12h19. L'hôtesse lève les bras et recule. Richard contourne son guichet et la somme de les mener au coffre. Elle ne bouge pas.
12h20. Richard et Henri commencent à se poser des questions.
12h21. Deux colosses en costume noir déboulent. Louis, qui surveillait l'entrée, les tient en joue sitôt la porte franchie.
12h22. L'hôtesse saisit l'arme de Richard par le canon et la lui arrache d'un coup sec.
12h23. Paniqué, Henri appuie sur la gâchette : une rafale assourdissante envahit la pièce, suivie d'un synthétique  Com' on boys ! For Uncle Sam !
12h25. Louis reçoit un direct de Kurt, au menton : KO au sol. Richard et Louis lèvent aussitôt les mains sous la menace du P 35 de José.
12h28. La police est prévenue de l'incident.
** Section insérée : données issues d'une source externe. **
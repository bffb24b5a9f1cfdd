//! Property tests for the recurrence engine, the adherence aggregator and
//! the status store.

use chrono::{Duration, NaiveDate};
use medtrack_core::{
    adherence_tier, calendar_markings, day_adherence, is_due, next_due_after, parse_date,
    AdherenceTier, Error, EventLog, Frequency, Medication, MedicationId, NextDose, StatusStore,
    TimeSlot,
};
use proptest::prelude::*;

fn base_date() -> NaiveDate {
    NaiveDate::from_ymd_opt(2024, 1, 1).unwrap()
}

/// Dates within roughly ten years either side of 2024-01-01
fn arb_date() -> impl Strategy<Value = NaiveDate> {
    (-3650i64..3650).prop_map(|offset| base_date() + Duration::days(offset))
}

fn arb_frequency() -> impl Strategy<Value = Frequency> {
    prop_oneof![
        Just(Frequency::Daily),
        Just(Frequency::EveryOtherDay),
        Just(Frequency::Weekly),
        Just(Frequency::Monthly),
        "[a-z ]{0,12}".prop_map(Frequency::Custom),
    ]
}

fn arb_slot() -> impl Strategy<Value = TimeSlot> {
    prop::sample::select(TimeSlot::PRESETS.to_vec()).prop_map(|s| TimeSlot::new(s).unwrap())
}

fn arb_medication(id: u32) -> impl Strategy<Value = Medication> {
    (
        arb_frequency(),
        prop::collection::vec(arb_slot(), 1..4),
        prop::option::of(arb_date()),
    )
        .prop_map(move |(frequency, times, first_taken)| Medication {
            id: MedicationId(id),
            name: format!("Med {}", id),
            dosage: "1 tablet".into(),
            times,
            frequency,
            first_taken,
        })
}

fn arb_medications() -> impl Strategy<Value = Vec<Medication>> {
    prop::collection::vec(arb_medication(0), 0..5).prop_map(|mut meds| {
        for (i, m) in meds.iter_mut().enumerate() {
            m.id = MedicationId(i as u32 + 1);
        }
        meds
    })
}

/// (medication id, slot, taken) triples recorded on one day
fn arb_day_entries() -> impl Strategy<Value = Vec<(u32, TimeSlot, bool)>> {
    prop::collection::vec((1u32..7, arb_slot(), any::<bool>()), 0..12)
}

fn weekly(first_taken: NaiveDate) -> Medication {
    Medication {
        id: MedicationId(1),
        name: "Aspirin".into(),
        dosage: "100mg".into(),
        times: vec![TimeSlot::new("Morning").unwrap()],
        frequency: Frequency::Weekly,
        first_taken: Some(first_taken),
    }
}

proptest! {
    #[test]
    fn daily_always_due(anchor in prop::option::of(arb_date()), date in arb_date()) {
        let med = Medication {
            id: MedicationId(1),
            name: "Vitamin D".into(),
            dosage: "1000 IU".into(),
            times: vec![TimeSlot::new("Morning").unwrap()],
            frequency: Frequency::Daily,
            first_taken: anchor,
        };
        prop_assert!(is_due(&med, date));
    }

    #[test]
    fn weekly_periodicity(anchor in arb_date(), date in arb_date()) {
        let med = weekly(anchor);
        let expected = (date - anchor).num_days() % 7 == 0;
        prop_assert_eq!(is_due(&med, date), expected);
    }

    #[test]
    fn weekly_next_dose_lands_on_due_date(anchor in arb_date(), from in arb_date()) {
        let med = weekly(anchor);
        let days = match next_due_after(&med, from) {
            NextDose::Today => 0,
            NextDose::Tomorrow => 1,
            NextDose::InDays(n) => i64::from(n),
            NextDose::On(_) => unreachable!("weekly rules report day counts"),
        };
        prop_assert!(days < 7);
        prop_assert!(is_due(&med, from + Duration::days(days)));
        // No earlier due date is skipped
        for gap in 1..days {
            prop_assert!(!is_due(&med, from + Duration::days(gap)));
        }
    }

    #[test]
    fn monthly_next_dose_is_due(anchor in arb_date(), from in arb_date()) {
        let med = Medication {
            frequency: Frequency::Monthly,
            ..weekly(anchor)
        };
        match next_due_after(&med, from) {
            NextDose::Today => prop_assert!(is_due(&med, from)),
            NextDose::On(date) => {
                prop_assert!(date > from);
                prop_assert!(is_due(&med, date));
            }
            other => prop_assert!(false, "unexpected monthly next dose {:?}", other),
        }
    }

    #[test]
    fn monthly_due_exactly_once_per_month(anchor in arb_date(), probe in arb_date()) {
        use chrono::Datelike;
        let med = Medication {
            frequency: Frequency::Monthly,
            ..weekly(anchor)
        };
        let first = NaiveDate::from_ymd_opt(probe.year(), probe.month(), 1).unwrap();
        let due_days = (0..31)
            .map(|i| first + Duration::days(i))
            .take_while(|d| d.month() == probe.month())
            .filter(|d| is_due(&med, *d))
            .count();
        prop_assert_eq!(due_days, 1);
    }

    #[test]
    fn adherence_bounds(
        meds in arb_medications(),
        entries in arb_day_entries(),
        date in arb_date(),
    ) {
        let mut log = EventLog::new();
        for (id, slot, taken) in entries {
            log.record(date, MedicationId(id), slot, taken);
        }

        let result = day_adherence(&meds, log.for_date(date), date);
        prop_assert!(result.percent <= 100);
        if result.scheduled == 0 {
            prop_assert_eq!(result.percent, 0);
            prop_assert_eq!(adherence_tier(result.percent, result.scheduled), AdherenceTier::None);
        } else {
            prop_assert_ne!(adherence_tier(result.percent, result.scheduled), AdherenceTier::None);
        }
    }

    #[test]
    fn markings_cover_log_and_selected(
        meds in arb_medications(),
        days in prop::collection::vec((arb_date(), arb_day_entries()), 0..6),
        selected in arb_date(),
    ) {
        let mut log = EventLog::new();
        for (date, entries) in &days {
            for (id, slot, taken) in entries {
                log.record(*date, MedicationId(*id), slot.clone(), *taken);
            }
        }

        let markings = calendar_markings(&meds, &log, selected);
        prop_assert!(markings.contains_key(&selected));
        prop_assert!(markings[&selected].is_selected);
        for date in log.dates() {
            prop_assert!(markings.contains_key(&date));
        }
        prop_assert_eq!(markings.values().filter(|m| m.is_selected).count(), 1);
    }

    #[test]
    fn anchor_is_first_taken_date(
        calls in prop::collection::vec((arb_date(), arb_slot(), any::<bool>()), 1..20),
    ) {
        let mut store = StatusStore::new();
        let med = store
            .add_medication("Aspirin", "100mg", vec![TimeSlot::new("Morning").unwrap()], Frequency::Weekly)
            .unwrap();

        for (date, slot, taken) in &calls {
            store.record_dose(med.id, *date, slot.clone(), *taken).unwrap();
        }

        let expected = calls.iter().find(|(_, _, taken)| *taken).map(|(date, _, _)| *date);
        prop_assert_eq!(store.medication(med.id).unwrap().first_taken, expected);
    }

    #[test]
    fn recording_twice_equals_once(
        date in arb_date(),
        slot in arb_slot(),
        taken in any::<bool>(),
    ) {
        let mut store = StatusStore::new();
        let med = store
            .add_medication("Aspirin", "100mg", vec![TimeSlot::new("Morning").unwrap()], Frequency::Daily)
            .unwrap();

        store.record_dose(med.id, date, slot.clone(), taken).unwrap();
        let once = store.clone();
        store.record_dose(med.id, date, slot, taken).unwrap();
        prop_assert_eq!(store, once);
    }
}

#[test]
fn aspirin_weekly_scenario() {
    let mut store = StatusStore::new();
    let med = store
        .add_medication(
            "Aspirin",
            "100mg",
            vec![TimeSlot::new("Morning").unwrap()],
            Frequency::from_parts("Weekly", None).unwrap(),
        )
        .unwrap();

    let med = store
        .record_dose(med.id, parse_date("2024-01-01").unwrap(), TimeSlot::new("Morning").unwrap(), true)
        .unwrap();

    assert_eq!(med.first_taken, Some(parse_date("2024-01-01").unwrap()));
    assert!(is_due(&med, parse_date("2024-01-08").unwrap()));
    assert!(!is_due(&med, parse_date("2024-01-05").unwrap()));
}

#[test]
fn empty_name_is_rejected() {
    let mut store = StatusStore::new();
    let result = store.add_medication(
        "",
        "100mg",
        vec![TimeSlot::new("Morning").unwrap()],
        Frequency::Daily,
    );
    assert!(matches!(result, Err(Error::Validation(_))));
}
L'hôtesse envoie aussitôt l'enregistrement de la scène au commissariat du quartier.
12h29. Le trio est prié de s'asseoir bien sagement en attendant l'arrivée de la maréchaussée.
12h45. Les ouvriers de la société Raval'Rapid finissent de démonter leur échafaudage. Puis ils nettoient la vitrine. L'enseigne apparaît dans son entier. Agence Nouvelle de Sécurité. Gardes du corps.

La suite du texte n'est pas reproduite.